まだまだライブは続いていく。「青、その他」「結末は次のトラフィックライト」「545」の3曲を通して衣装チェンジ。シャツにスラックスというかっちりめの衣装に変わると、新曲の「多分、僕のソネット」へ。ステージとモニターに映されている映像がメンバーの動きとリンクしており、UFOに乗っているかのようなパフォーマンスだ。視覚的にも楽しんでいると、「チョコループ」へ。大倉、小泉、吉澤と、桜木、長野、武藤、杢代の二手に分かれ、ステージの端まで広がって観測者(ファンの呼称)たちと距離を縮めていく。サビでは「みんな、一緒にいくよ!」と、観測者たちとともに踊っていった。「推論的に宇宙人」でも楽しそうな空間が続き、隠れ自己紹介曲である「GOD 釈迦にHip-Hop」へ。楽しそうにワイワイとパフォーマンスしている姿に、こちらまで笑顔になってしまうほどだった。

続くMCでは、いつも進行を担当している大倉に代わるメンバーを決めるMCジャンケンをすることに。

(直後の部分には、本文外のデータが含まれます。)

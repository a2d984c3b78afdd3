use std::fmt;
use std::str::FromStr;

use chrono::{DateTime, Utc};
use serde::{Deserialize, Serialize};

use crate::error::AuthError;

/// Milliseconds between the Unix epoch and the Discord epoch (2015-01-01T00:00:00Z)
pub const DISCORD_EPOCH_MS: u64 = 1_420_070_400_000;

/// Stable identifier of a Discord user (snowflake)
///
/// Unlike serenity's id types this accepts zero, which the host may hand us
/// for synthetic or system invocations.
#[derive(Debug, Clone, Copy, PartialEq, Eq, PartialOrd, Ord, Hash, Serialize, Deserialize)]
#[serde(transparent)]
#[repr(transparent)]
pub struct UserId(u64);

impl UserId {
    pub const fn new(id: u64) -> Self {
        Self(id)
    }

    pub const fn get(self) -> u64 {
        self.0
    }

    /// Account creation time encoded in the snowflake
    pub fn created_at(self) -> DateTime<Utc> {
        let millis = (self.0 >> 22) + DISCORD_EPOCH_MS;
        // The timestamp bits top out well inside chrono's range
        DateTime::from_timestamp_millis(millis as i64).unwrap_or(DateTime::UNIX_EPOCH)
    }
}

impl fmt::Display for UserId {
    fn fmt(&self, f: &mut fmt::Formatter<'_>) -> fmt::Result {
        write!(f, "{}", self.0)
    }
}

impl FromStr for UserId {
    type Err = AuthError;

    fn from_str(s: &str) -> Result<Self, Self::Err> {
        s.trim()
            .parse::<u64>()
            .map(Self)
            .map_err(|cause| AuthError::InvalidUserId {
                input: s.to_string(),
                cause,
            })
    }
}

impl From<u64> for UserId {
    fn from(id: u64) -> Self {
        Self(id)
    }
}

impl From<UserId> for u64 {
    fn from(id: UserId) -> Self {
        id.0
    }
}

impl From<serenity::model::id::UserId> for UserId {
    fn from(id: serenity::model::id::UserId) -> Self {
        Self(id.get())
    }
}

#[cfg(test)]
mod tests {
    use super::*;
    use chrono::TimeZone;

    #[test]
    fn test_parse_user_id() {
        let id: UserId = " 624299014388711455 ".parse().unwrap();
        assert_eq!(id.get(), 624299014388711455);

        let error = "amr".parse::<UserId>().unwrap_err();
        assert!(matches!(error, AuthError::InvalidUserId { ref input, .. } if input == "amr"));

        assert!("-1".parse::<UserId>().is_err());
    }

    #[test]
    fn test_zero_is_valid() {
        let id: UserId = "0".parse().unwrap();
        assert_eq!(id, UserId::new(0));
        assert_eq!(id.created_at().timestamp_millis() as u64, DISCORD_EPOCH_MS);
    }

    #[test]
    fn test_snowflake_timestamp() {
        // Example snowflake from Discord's API reference docs
        let id = UserId::new(175928847299117063);
        assert_eq!(
            id.created_at(),
            Utc.with_ymd_and_hms(2016, 4, 30, 11, 18, 25).unwrap()
                + chrono::Duration::milliseconds(796)
        );
    }

    #[test]
    fn test_from_serenity() {
        let id = UserId::from(serenity::model::id::UserId::new(299693897859465228));
        assert_eq!(id.to_string(), "299693897859465228");
    }

    #[test]
    fn test_serde_transparent() {
        let json = serde_json::to_string(&UserId::new(7)).unwrap();
        assert_eq!(json, "7");
    }
}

気になる勝敗の結果は、1部と同じく吉澤! 「昼の部で持ちネタが切れた」と言う吉澤だったが、5、6年履き続けている革靴の底が左右両方とも取れてしまったというエピソードトークをしっかり披露していた。ここで、吉澤が箱のなかから引き当てた楽曲を披露する日替わり曲コーナーへ。笑いを噛み殺している吉田が何を引き当てたのかワクワクしていると、出たのはシークレットの「ジュン手笛」。これは、武藤が手笛で彼らの楽曲を披露するというもの。ひとり、ステージに立つ武藤。まずは口上からだ。

「僕、好きな図形があるんだよね。それは、皆さんの日常でもよく見かけることがある図形。すごいことに、全部の角度を足すと180°になるんだよ。その図形はたまに関数になって現れることがある。(手笛で音を鳴らしながら)サイン、コサイン、タンジェント。それでは聞いてください。『夏の二等辺大三角形』」と語り、手笛で演奏。「みなさん、どう? 空に夏の大三角形が見えるといいな」――そんな言葉で締めるというなんともシュールな時間が流れると、会場からは大歓声と拍手が巻き起こった。さらに、「ジュン手笛」が出ると、もう一曲日替わり曲が聴けるそう。あらためて吉澤が引いたのは「ケイカクドヲリ」。桜木が「東京、楽しまないでどうすんの?」と会場を煽り、バチバチのパフォーマンスを披露していった。